I’ve always had a fascination with utopian literature and read a lot of it during my teenage years – as well as the darker side of the coin: dystopian fiction! It’s tantalizing to imagine how we’d build a society from the ground up and that’s just what a number of authors have done through the ages. In doing so, writers inadvertently or intentionally reflect both their own values and the values of their time period. In many cases utopian fiction seems a way of criticising the etiquette, morals or laws of the age they were written in. For instance, Thomas More points out corruption in the Catholic church that was occurring in the 16th century; Charlotte Perkins Gilman cites the injustice of women’s dependence on men being the primary breadwinners; and, in satirising popular travellers’ tales of the early 1700s, Jonathan Swift ironically wrote one of the most beloved and imaginative episodic journeys of all time! Throughout Margaret Cavendish and Samuel Butler’s novels there is also an interesting engagement with emerging technologies and scientific advancements of the 17th and 19th centuries respectively. As well as being engaging and imaginative stories, the six books I’ve selected for this Utopian Classics reading group also offer fascinating insights into history and the way people from the past dreamily gazed into imagined futures.

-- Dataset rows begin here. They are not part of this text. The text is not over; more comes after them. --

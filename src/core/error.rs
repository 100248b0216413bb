use thiserror::Error;

#[derive(Debug, Error)]
pub enum SimError {
    #[error("Tax configuration unavailable: {0}")]
    ConfigMissing(String),

    #[error("Unsupported province: {0}")]
    UnsupportedProvince(String),

    #[error("Invalid input {field}: {reason}")]
    Validation { field: String, reason: String },
}

impl SimError {
    pub fn validation(field: impl Into<String>, reason: impl Into<String>) -> Self {
        SimError::Validation {
            field: field.into(),
            reason: reason.into(),
        }
    }
}

impl From<serde_json::Error> for SimError {
    fn from(e: serde_json::Error) -> Self {
        SimError::ConfigMissing(e.to_string())
    }
}

pub type SimResult<T> = Result<T, SimError>;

It felt important to offer something of a balance (in gender at least) in choosing these utopian tales. The canon of classic literature is often top heavy with male voices and it’s exciting how there has been a recent resurrection of nearly forgotten female writers from the past such as Margaret Cavendish whose life was fictionally reimagined in Danielle Dutton’s fantastic novel “Margaret the First”. Many people will know Charlotte Perkins Gilman from her feminist classic “The Yellow Wallpaper” but not as many will have read her all-female utopian novel “Herland”. All of these novels also often hint at unconscious biases or dodgy ideas which many people will probably find appalling today. Slavery was an integral part of Thomas More’s utopia and Mary E. Bradley Lane vision of an all-female utopia was intentionally racist as it is composed exclusively of Aryan women. Rather than erase or gloss over these uncomfortable aspects of the fiction, I think it’s interesting to consider them in their historical context and just how much society’s ideals have changed since the time periods they were written in.